→ What is required
Find the line containing "Err(e @ CoreError::UpsamplingRejected" in the data below and repeat it, along with all later lines, exactly through the last one.

*** Begin section ***

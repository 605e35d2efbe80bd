// ============================================================================
// camsync-core/src/normalize/mod.rs
// ============================================================================
//
// NORMALIZER: Frame-Rate / Resolution / Format Variants of Synced Footage
//
// Each configured setting turns every synchronized camera file (the ones under
// the `unset_unset_unset_unset` placeholder) into a re-encoded variant stored
// under the setting's own segment. Variants are never upsampled and never
// overwritten.
//
// KEY COMPONENTS:
// - Normalizer: Produces variants using injected ffmpeg/ffprobe seams
// - destination_for: Deterministic variant path for (source, setting)
// - resolution: Geometry and frame-rate rules

pub mod resolution;

// ---- Internal crate imports ----
use crate::artifact::{ALL_CAMS, ArtifactPath, CALIBRATION_DIR, POSE_DIR, RAW_DIR, Stage};
use crate::config::NormalizationSetting;
use crate::discovery::find_video_files;
use crate::error::{CoreError, CoreResult};
use crate::external::ffmpeg_executor::run_ffmpeg;
use crate::external::{FfmpegSpawner, FfprobeExecutor};
use crate::report::BatchReport;
use crate::temp_files::{commit_temp_file, discard_temp_file, temp_path_for};
use crate::utils::format_frame_rate;

pub use resolution::{NormalizationTarget, compute_target_resolution, even_floor};

// ---- External crate imports ----
use ffmpeg_sidecar::command::FfmpegCommand;

// ---- Standard library imports ----
use std::collections::BTreeMap;
use std::fs;
use std::path::{Path, PathBuf};
use std::time::Duration;

#[derive(Debug, Clone, PartialEq, Eq)]
pub enum NormalizeOutcome {
    Created(PathBuf),
    /// The variant already existed, or the setting is the placeholder
    Skipped(PathBuf),
}

/// Path of the variant of `source` for `setting`.
pub fn destination_for(source: &Path, setting: &NormalizationSetting) -> CoreResult<PathBuf> {
    ArtifactPath::parse(source)
        .and_then(|a| a.with_setting(setting))
        .map(|a| a.to_path())
        .ok_or_else(|| {
            CoreError::PathError(format!(
                "{} is not an un-normalized synchronized file",
                source.display()
            ))
        })
}

/// Synchronized camera files of full camera sets that have not been
/// normalized yet. Sub-setups are derived from normalized sets instead.
pub fn find_normalization_sources(workspace: &Path) -> CoreResult<Vec<PathBuf>> {
    Ok(find_video_files(workspace, &[POSE_DIR, CALIBRATION_DIR])?
        .into_iter()
        .filter(|file| {
            ArtifactPath::parse(file).is_some_and(|a| {
                a.stage() == Stage::Synced
                    && a.is_placeholder()
                    && a.camera_set() == Some(ALL_CAMS)
                    && a.contains_segment(RAW_DIR)
            })
        })
        .collect())
}

/// Produces normalization variants with the given ffmpeg spawner and prober.
pub struct Normalizer<'a, S: FfmpegSpawner, P: FfprobeExecutor> {
    spawner: &'a S,
    prober: &'a P,
    timeout: Option<Duration>,
}

impl<'a, S: FfmpegSpawner, P: FfprobeExecutor> Normalizer<'a, S, P> {
    pub fn new(spawner: &'a S, prober: &'a P, timeout: Option<Duration>) -> Self {
        Self {
            spawner,
            prober,
            timeout,
        }
    }

    /// Produces the variant of one file, or does nothing if it exists.
    ///
    /// A target that would upsample the source removes the variant's
    /// directory and fails with `UpsamplingRejected`.
    pub fn normalize_file(
        &self,
        source: &Path,
        setting: &NormalizationSetting,
    ) -> CoreResult<NormalizeOutcome> {
        if setting.is_placeholder() {
            log::debug!("Unconstrained setting produces no variant of {}", source.display());
            return Ok(NormalizeOutcome::Skipped(source.to_path_buf()));
        }

        let dest = destination_for(source, setting)?;
        if dest.exists() {
            log::debug!("{} already exists", dest.display());
            return Ok(NormalizeOutcome::Skipped(dest));
        }
        let dest_dir = dest.parent().ok_or_else(|| {
            CoreError::PathError(format!("{} has no parent directory", dest.display()))
        })?;

        let props = self.prober.get_video_properties(source)?;
        let target = NormalizationTarget::resolve(&props, setting);

        if let Some(reason) = target.upsampling_violation(&props) {
            if dest_dir.exists() {
                log::warn!("Removing {} after rejected upsampling", dest_dir.display());
                fs::remove_dir_all(dest_dir)?;
            }
            return Err(CoreError::UpsamplingRejected {
                path: source.to_path_buf(),
                reason,
            });
        }

        fs::create_dir_all(dest_dir)?;
        let temp = temp_path_for(&dest)?;
        let (width, height) = target.encoded_size();

        let mut cmd = FfmpegCommand::new();
        cmd.input(source.to_string_lossy().as_ref());
        cmd.arg("-an");
        cmd.arg("-vf").arg(format!(
            "fps={},scale={}:{}",
            format_frame_rate(target.fps),
            width,
            height
        ));
        cmd.args(["-c:v", "libx264", "-pix_fmt", "yuv420p"]);
        cmd.arg("-y");
        cmd.output(temp.to_string_lossy().as_ref());

        log::info!(
            "Normalizing {} -> {}x{} @ {} fps",
            source.display(),
            width,
            height,
            format_frame_rate(target.fps)
        );
        if let Err(e) = run_ffmpeg(
            self.spawner,
            cmd,
            "ffmpeg (normalize)",
            self.timeout,
            Some(props.duration_secs),
        ) {
            discard_temp_file(&temp);
            return Err(e);
        }
        commit_temp_file(&temp, &dest)?;
        Ok(NormalizeOutcome::Created(dest))
    }

    /// Produces every variant for every setting. An upsampling rejection
    /// abandons the rest of that camera set for that setting only.
    pub fn normalize_workspace(
        &self,
        workspace: &Path,
        settings: &[NormalizationSetting],
    ) -> CoreResult<BatchReport> {
        let mut report = BatchReport::new();

        let mut sets: BTreeMap<PathBuf, Vec<PathBuf>> = BTreeMap::new();
        for source in find_normalization_sources(workspace)? {
            let dir = source.parent().map(Path::to_path_buf).unwrap_or_default();
            sets.entry(dir).or_default().push(source);
        }

        for setting in settings.iter().filter(|s| !s.is_placeholder()) {
            log::info!("Normalizing {} camera set(s) to {}", sets.len(), setting);
            for (dir, files) in &sets {
                for file in files {
                    match self.normalize_file(file, setting) {
                        Ok(NormalizeOutcome::Created(path)) => report.record_processed(&path),
                        Ok(NormalizeOutcome::Skipped(path)) => report.record_skipped(&path),
                        Err(e @ CoreError::UpsamplingRejected { .. }) => {
                            report.record_failed(dir, &e);
                            break;
                        }
                        Err(e) => report.record_failed(file, &e),
                    }
                }
            }
        }

        Ok(report)
    }
}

*** End section ***

→ Exercise response
                        Err(e @ CoreError::UpsamplingRejected { .. }) => {
                            report.record_failed(dir, &e);
                            break;
                        }
                        Err(e) => report.record_failed(file, &e),
                    }
                }
            }
        }

        Ok(report)
    }
}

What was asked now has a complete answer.